Si l’offensive numérique américaine se concrétisait, les entreprises étrangères verraient leurs coûts augmenter considérablement. La flambée des frais des services numériques – cloud, logiciels d’entreprise, plateformes publicitaires, entre autres – forcerait le redéploiement des chaînes de production vers des infrastructures alternatives, détournant ainsi des investissements de l’innovation et freinant temporairement la croissance économique de plusieurs points de pourcentage dans les pays dépendants de ces technologies. Au niveau sociétal, la restriction d’accès aux services essentiels – allant des plateformes de santé en ligne, de sites d’information aux outils d’éducation numérique – déstabiliserait des systèmes entiers, en particulier dans les économies développées, dégraderait le niveau de vie, accentuerait les inégalités et compromettrait l’accès aux services publics essentiels, aggravant une crise sociale déjà alourdie par l’hyperinflation et le chômage structurel. Géopolitiquement, si Washington imposait un contrôle unilatéral sur les technologies critiques, l’Europe, l’Asie et les économies émergentes renforceraient leurs alliances régionales.
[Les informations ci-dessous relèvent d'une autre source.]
//! Stack trace parsing for JVM and Python style traces.

use std::sync::LazyLock;

use logai_types::SourceLocation;
use regex::Regex;

static JAVA_FRAME: LazyLock<Regex> = LazyLock::new(|| {
    Regex::new(r"^\s*at\s+(?:[\w.$-]+(?:@[\w.-]+)?/)?([\w$.]+)\.([\w$<>-]+)\(([^)]*)\)")
        .expect("valid regex")
});

static PYTHON_FRAME: LazyLock<Regex> = LazyLock::new(|| {
    Regex::new(r#"^\s*File "([^"]+)", line (\d+), in (\S+)"#).expect("valid regex")
});

static EXCEPTION_HEADER: LazyLock<Regex> = LazyLock::new(|| {
    Regex::new(r"^([A-Za-z_$][\w$]*(?:\.[A-Za-z_$][\w$]*)*)(?::\s*(.*))?$").expect("valid regex")
});

#[derive(Debug, Clone, PartialEq, Eq)]
pub struct Frame {
    pub class: Option<String>,
    pub method: String,
    pub file: Option<String>,
    pub line: Option<i64>,
}

impl Frame {
    /// `class.method:line`; Python frames use the file in place of the class.
    pub fn key(&self) -> String {
        let owner = self.class.as_deref().or(self.file.as_deref()).unwrap_or("");
        let line = self.line.map(|l| l.to_string()).unwrap_or_default();
        format!("{}.{}:{}", owner, self.method, line)
    }

    pub fn location(&self) -> SourceLocation {
        SourceLocation {
            file: self.file.clone(),
            class: self.class.clone(),
            method: Some(self.method.clone()),
            line: self.line,
        }
    }
}

#[derive(Debug, Clone, Default, PartialEq, Eq)]
pub struct ParsedStack {
    pub exception_class: Option<String>,
    pub header_message: Option<String>,
    /// Innermost call first.
    pub frames: Vec<Frame>,
}

pub fn parse_stack(trace: &str) -> ParsedStack {
    let lines: Vec<&str> = trace.lines().filter(|l| !l.trim().is_empty()).collect();
    let Some(first) = lines.first() else {
        return ParsedStack::default();
    };
    if first.trim_start().starts_with("Traceback") {
        parse_python(&lines)
    } else {
        parse_java(&lines)
    }
}

fn parse_java(lines: &[&str]) -> ParsedStack {
    let (exception_class, header_message) = parse_header(lines[0]);
    let mut frames = Vec::new();
    for line in &lines[1..] {
        let trimmed = line.trim_start();
        // Only the outermost exception's frames; causes follow.
        if trimmed.starts_with("Caused by:") || trimmed.starts_with("Suppressed:") {
            break;
        }
        if let Some(caps) = JAVA_FRAME.captures(line) {
            let (file, line_no) = split_source(&caps[3]);
            frames.push(Frame {
                class: Some(caps[1].to_string()),
                method: caps[2].to_string(),
                file,
                line: line_no,
            });
        }
    }
    ParsedStack {
        exception_class,
        header_message,
        frames,
    }
}

fn parse_python(lines: &[&str]) -> ParsedStack {
    let mut frames = Vec::new();
    for line in lines {
        if let Some(caps) = PYTHON_FRAME.captures(line) {
            frames.push(Frame {
                class: None,
                method: caps[3].to_string(),
                file: Some(caps[1].to_string()),
                line: caps[2].parse().ok(),
            });
        }
    }
    // Python prints the most recent call last.
    frames.reverse();

    let header = lines
        .iter()
        .rev()
        .find(|l| !l.starts_with(char::is_whitespace) && !l.starts_with("Traceback"))
        .copied();
    let (exception_class, header_message) = header.map(parse_header).unwrap_or((None, None));
    ParsedStack {
        exception_class,
        header_message,
        frames,
    }
}

fn parse_header(line: &str) -> (Option<String>, Option<String>) {
    let mut line = line.trim();
    if line.starts_with("Exception in thread ")
        && let Some(idx) = line.rfind("\" ")
    {
        line = &line[idx + 2..];
    }
    match EXCEPTION_HEADER.captures(line) {
        Some(caps) => (
            Some(caps[1].to_string()),
            caps.get(2)
                .map(|m| m.as_str().trim().to_string())
                .filter(|m| !m.is_empty()),
        ),
        None => (None, None),
    }
}

fn split_source(raw: &str) -> (Option<String>, Option<i64>) {
    match raw.rsplit_once(':') {
        Some((file, line)) => match line.trim().parse() {
            Ok(n) => (Some(file.to_string()), Some(n)),
            Err(_) => (Some(raw.to_string()), None),
        },
        None if raw.is_empty() || raw == "Native Method" || raw == "Unknown Source" => (None, None),
        None => (Some(raw.to_string()), None),
    }
}

#[cfg(test)]
mod tests {
    use super::*;

    const JAVA: &str = "java.lang.IllegalStateException: Order 42 is closed
\tat com.acme.orders.OrderService.place(OrderService.java:87)
\tat org.springframework.web.servlet.FrameworkServlet.service(FrameworkServlet.java:897)
\tat java.base/java.lang.Thread.run(Thread.java:833)
Caused by: java.sql.SQLException: Connection reset
\tat com.zaxxer.hikari.pool.HikariPool.getConnection(HikariPool.java:181)";

    #[test]
    fn parses_java_header_and_frames() {
        let parsed = parse_stack(JAVA);
        assert_eq!(
            parsed.exception_class.as_deref(),
            Some("java.lang.IllegalStateException")
        );
        assert_eq!(parsed.header_message.as_deref(), Some("Order 42 is closed"));
        assert_eq!(parsed.frames.len(), 3);
        assert_eq!(parsed.frames[0].key(), "com.acme.orders.OrderService.place:87");
        assert_eq!(parsed.frames[0].file.as_deref(), Some("OrderService.java"));
        assert_eq!(parsed.frames[2].class.as_deref(), Some("java.lang.Thread"));
    }

    #[test]
    fn parses_python_traceback() {
        let trace = "Traceback (most recent call last):
  File \"/app/orders/views.py\", line 12, in place_order
    total = compute(order)
  File \"/app/orders/pricing.py\", line 40, in compute
    return sum(x.price for x in order.items)
AttributeError: 'NoneType' object has no attribute 'items'";
        let parsed = parse_stack(trace);
        assert_eq!(parsed.exception_class.as_deref(), Some("AttributeError"));
        assert_eq!(parsed.frames.len(), 2);
        assert_eq!(parsed.frames[0].method, "compute");
        assert_eq!(parsed.frames[0].key(), "/app/orders/pricing.py.compute:40");
    }

    #[test]
    fn thread_prefix_and_native_frames() {
        let trace = "Exception in thread \"main\" java.lang.NullPointerException
\tat sun.misc.Unsafe.park(Native Method)";
        let parsed = parse_stack(trace);
        assert_eq!(
            parsed.exception_class.as_deref(),
            Some("java.lang.NullPointerException")
        );
        assert_eq!(parsed.header_message, None);
        assert_eq!(parsed.frames[0].file, None);
        assert_eq!(parsed.frames[0].line, None);
    }

    #[test]
    fn prose_is_not_an_exception_header() {
        let parsed = parse_stack("something went wrong here");
        assert_eq!(parsed.exception_class, None);
        assert!(parsed.frames.is_empty());
        assert_eq!(parse_stack(""), ParsedStack::default());
    }
}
L’Union européenne accélérerait sa transition vers l’autonomie technologique, tandis que des partenariats bilatéraux se forgeraient, par exemple, avec le Japon ou la Corée du Sud, pour compenser l’absence d’accès aux technologies américaines. Ce rééquilibrage favoriserait le renforcement de l’ordre multipolaire émergeant dans lequel la rivalité entre deux grands pôles – l’un centré sur Washington et l’autre sur un ensemble d’économies alternatives, hormis Pékin – redéfinirait fortement les rapports de force internationaux et imposerait une transformation radicale des systèmes économiques et des alliances globales, ouvrant la voie à une ère multipolaire d’innovation technologique à marche forcée.